Was hilft, ist näher zu schauen. Den nächsten Schritt zu finden. Den nächsten sicheren Tritt. Und manchmal auch diese kleinen Steinmandli im eigenen Leben zu erkennen. Begegnungen. Gedanken. Hinweise. Dinge, die uns zeigen: Geh weiter. Du bist nicht ganz falsch. Nicht jeder Schritt ist perfekt. Nicht jeder der beste. Manche führen ein Stück zu weit nach links, andere brauchen mehr Kraft als gedacht. Aber sie bringen uns vorwärts.

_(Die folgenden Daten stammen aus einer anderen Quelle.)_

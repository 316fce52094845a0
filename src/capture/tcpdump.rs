//! tcpdump-based capturer.
//!
//! Runs `tcpdump -U -w - -i any` on the target over SSH, pumps its stdout
//! into the output fan-out and its stderr through the pid sniffer. An
//! elevated sniffer detaches from the remote shell, so stopping it takes a
//! second short-lived session issuing a `kill` by pid.

use std::fmt::Write as _;
use std::sync::{Arc, Mutex};
use std::time::Duration;

use async_trait::async_trait;
use tokio::io::AsyncReadExt;
use tokio::sync::watch;

use crate::capture::stderr::{PidSniffer, PID_MARKER};
use crate::capture::{Capturer, CapturerEvent, CapturerEventKind, CapturerEventSender};
use crate::error::{SinkError, StartError, StopError};
use crate::output::{FanOut, OutputerFactory};
use crate::remote::{SshEndpoint, SshSession};

/// How long a stopped sniffer gets to flush and EOF its stdout before the
/// session is closed underneath it.
const STOP_GRACE: Duration = Duration::from_secs(5);

/// Bound on the kill-by-pid session.
const KILL_TIMEOUT: Duration = Duration::from_secs(10);

/// Elevation settings for the remote sniffer.
#[derive(Debug, Clone, Default)]
pub struct SudoConfig {
    pub enabled: bool,
    /// Sudo target user; root when unset.
    pub user: Option<String>,
}

/// Capture filter settings.
#[derive(Debug, Clone, Copy, Default)]
pub struct FilterConfig {
    /// Restrict the capture to one TCP/UDP port.
    pub port: Option<u16>,
}

#[derive(Debug, Clone, Copy, PartialEq, Eq)]
enum State {
    Init,
    Starting,
    Running,
    Stopping,
    Terminal,
}

/// One managed tcpdump capture for one target.
pub struct TcpdumpCapturer {
    name: String,
    endpoint: SshEndpoint,
    sudo: SudoConfig,
    filter: FilterConfig,
    fanout: Arc<FanOut>,
    events: CapturerEventSender,
    pid: Arc<PidSniffer>,
    state: Arc<Mutex<State>>,
    session: Arc<Mutex<Option<SshSession>>>,
    stdout_eof_tx: Arc<watch::Sender<bool>>,
    stdout_eof_rx: watch::Receiver<bool>,
}

impl TcpdumpCapturer {
    pub fn new(
        name: impl Into<String>,
        endpoint: SshEndpoint,
        sudo: SudoConfig,
        filter: FilterConfig,
        fanout: Arc<FanOut>,
        events: CapturerEventSender,
    ) -> Self {
        let (stdout_eof_tx, stdout_eof_rx) = watch::channel(false);
        Self {
            name: name.into(),
            endpoint,
            sudo,
            filter,
            fanout,
            events,
            pid: Arc::new(PidSniffer::new()),
            state: Arc::new(Mutex::new(State::Init)),
            session: Arc::new(Mutex::new(None)),
            stdout_eof_tx: Arc::new(stdout_eof_tx),
            stdout_eof_rx,
        }
    }
}

/// Remote command line for the sniffer.
///
/// The shell announces its own pid on stderr and then execs tcpdump, so
/// the announced pid is the sniffer's. Under sudo the announcing shell
/// itself runs elevated, keeping the pid valid for the later kill.
fn capture_command(sudo: &SudoConfig, filter: &FilterConfig) -> String {
    let mut sniffer = String::from("tcpdump -U -w - -i any");
    if let Some(port) = filter.port {
        let _ = write!(sniffer, " port {port}");
    }

    let announce_and_exec = format!("echo \"{PID_MARKER}$$\" 1>&2 && exec {sniffer}");

    if !sudo.enabled {
        return announce_and_exec;
    }

    match &sudo.user {
        Some(user) => format!("sudo -n -u {user} sh -c '{announce_and_exec}'"),
        None => format!("sudo -n sh -c '{announce_and_exec}'"),
    }
}

/// Kill command issued over the second session on the sudo stop path.
fn kill_command(pid: i32, sudo: &SudoConfig) -> String {
    if sudo.enabled {
        format!("sudo -n kill {pid}")
    } else {
        format!("kill {pid}")
    }
}

#[async_trait]
impl Capturer for TcpdumpCapturer {
    async fn start(&self) -> Result<(), StartError> {
        {
            let mut state = self.state.lock().unwrap();
            if *state != State::Init {
                return Err(StartError::AlreadyStarted);
            }
            *state = State::Starting;
        }

        let command = capture_command(&self.sudo, &self.filter);
        tracing::info!(name = %self.name, %command, "starting remote capture");

        let mut session = match SshSession::run(&self.endpoint, &command) {
            Ok(session) => session,
            Err(e) => {
                *self.state.lock().unwrap() = State::Terminal;
                self.fanout.close().await;
                return Err(e);
            }
        };

        let (Some(mut stdout), Some(mut stderr)) = (session.take_stdout(), session.take_stderr())
        else {
            session.close().await;
            *self.state.lock().unwrap() = State::Terminal;
            self.fanout.close().await;
            return Err(StartError::Streams);
        };

        *self.session.lock().unwrap() = Some(session);

        // stderr carries the pid announcement and nothing of interest
        // afterwards; keep draining it so the remote end never blocks.
        let sniffer = self.pid.clone();
        tokio::spawn(async move {
            let mut buf = [0u8; 1024];
            loop {
                match stderr.read(&mut buf).await {
                    Ok(0) | Err(_) => break,
                    Ok(n) => sniffer.write(&buf[..n]),
                }
            }
        });

        // stdout is the capture stream. EOF means the remote command is
        // gone; whoever owns the state transition at that point finishes
        // the teardown and emits the one lifecycle event.
        let fanout = self.fanout.clone();
        let state = self.state.clone();
        let session = self.session.clone();
        let events = self.events.clone();
        let stdout_eof = self.stdout_eof_tx.clone();
        let name = self.name.clone();
        tokio::spawn(async move {
            let mut buf = [0u8; 8192];
            loop {
                match stdout.read(&mut buf).await {
                    Ok(0) => break,
                    Err(e) => {
                        tracing::warn!(name = %name, error = %e, "remote stdout read failed");
                        break;
                    }
                    Ok(n) => fanout.write(&buf[..n]),
                }
            }

            let _ = stdout_eof.send(true);

            let unexpected = {
                let mut state = state.lock().unwrap();
                match *state {
                    State::Stopping | State::Terminal => false,
                    _ => {
                        *state = State::Terminal;
                        true
                    }
                }
            };

            if unexpected {
                tracing::error!(name = %name, "remote capture ended unexpectedly");
                let session = session.lock().unwrap().take();
                if let Some(mut session) = session {
                    session.close().await;
                }
                fanout.close().await;
                let _ = events.send(CapturerEvent {
                    name,
                    kind: CapturerEventKind::Dead,
                });
            }
        });

        *self.state.lock().unwrap() = State::Running;
        Ok(())
    }

    async fn stop(&self) -> Result<(), StopError> {
        {
            let mut state = self.state.lock().unwrap();
            match *state {
                State::Running => *state = State::Stopping,
                // Stopping, Terminal, or never started: nothing to do.
                _ => return Ok(()),
            }
        }

        let mut kill_err = None;

        if self.sudo.enabled {
            // The elevated sniffer survives its shell; reconnect and
            // signal it by pid before pulling the session away.
            let pid = self.pid.pid();
            if pid > 0 {
                let command = kill_command(pid, &self.sudo);
                tracing::info!(name = %self.name, pid, "signalling remote sniffer");
                match SshSession::exec(&self.endpoint, &command, KILL_TIMEOUT).await {
                    Ok(_) => {
                        let mut rx = self.stdout_eof_rx.clone();
                        let eof_seen = *rx.borrow();
                        if !eof_seen {
                            let _ = tokio::time::timeout(STOP_GRACE, rx.changed()).await;
                        }
                    }
                    Err(e) => {
                        kill_err = Some(StopError::Kill {
                            pid,
                            reason: e.to_string(),
                        });
                    }
                }
            } else {
                kill_err = Some(StopError::PidUnknown);
            }
        }

        let session = self.session.lock().unwrap().take();
        if let Some(mut session) = session {
            session.close().await;
        }

        self.fanout.close().await;

        let _ = self.events.send(CapturerEvent {
            name: self.name.clone(),
            kind: CapturerEventKind::Stopped,
        });

        *self.state.lock().unwrap() = State::Terminal;

        match kill_err {
            Some(e) => Err(e),
            None => Ok(()),
        }
    }

    fn add_outputer(&self, factory: &OutputerFactory) -> Result<(), SinkError> {
        self.fanout.add_sink(factory)
    }

    fn name(&self) -> &str {
        &self.name
    }
}

#[cfg(test)]
mod tests {
    use super::*;

    #[test]
    fn plain_capture_command() {
        let command = capture_command(&SudoConfig::default(), &FilterConfig::default());

        assert_eq!(
            command,
            "echo \"REMCAP_PID:$$\" 1>&2 && exec tcpdump -U -w - -i any"
        );
    }

    #[test]
    fn filter_port_appended_to_sniffer() {
        let filter = FilterConfig { port: Some(443) };
        let command = capture_command(&SudoConfig::default(), &filter);

        assert!(command.ends_with("exec tcpdump -U -w - -i any port 443"));
    }

    #[test]
    fn sudo_wraps_the_announcing_shell() {
        let sudo = SudoConfig {
            enabled: true,
            user: None,
        };
        let command = capture_command(&sudo, &FilterConfig::default());

        assert_eq!(
            command,
            "sudo -n sh -c 'echo \"REMCAP_PID:$$\" 1>&2 && exec tcpdump -U -w - -i any'"
        );
    }

    #[test]
    fn sudo_user_selects_the_target_account() {
        let sudo = SudoConfig {
            enabled: true,
            user: Some("pcap".to_string()),
        };
        let command = capture_command(&sudo, &FilterConfig::default());

        assert!(command.starts_with("sudo -n -u pcap sh -c '"));
    }

    #[test]
    fn sudo_kill_goes_through_sudo() {
        let sudo = SudoConfig {
            enabled: true,
            user: None,
        };

        assert_eq!(kill_command(4711, &sudo), "sudo -n kill 4711");
    }

    #[test]
    fn plain_kill_without_sudo() {
        assert_eq!(kill_command(4711, &SudoConfig::default()), "kill 4711");
    }
}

Und zwischendurch lohnt es sich, stehen zu bleiben. Den Blick zu heben. Das Panorama zu sehen. Nicht, um den ganzen Weg zu verstehen, sondern um zu spüren, wo man ist und zu staunen, wie prächtig die Aussicht dennoch ist, auch wenn es kompliziert ist.
Die Steinmandli sind ein Symbol für das, was wir “Zwischensinn” nennen. Nicht der Anfang und nicht das Ziel. Sondern der Moment, in dem man unterwegs ist. Mit allem, was dazugehört: Klarheit und Zweifel, Leichtigkeit und Anstrengung, Schönheit und Unsicherheit. Das Leben besteht aus diesen Bewegungen. Gehen. Innehalten. Sich neu ausrichten. Weitergehen. Und manchmal reicht es, zu wissen: Da ist ein nächstes Steinmandli. Nicht laut. Nicht übergross. Aber da. - Und das genügt.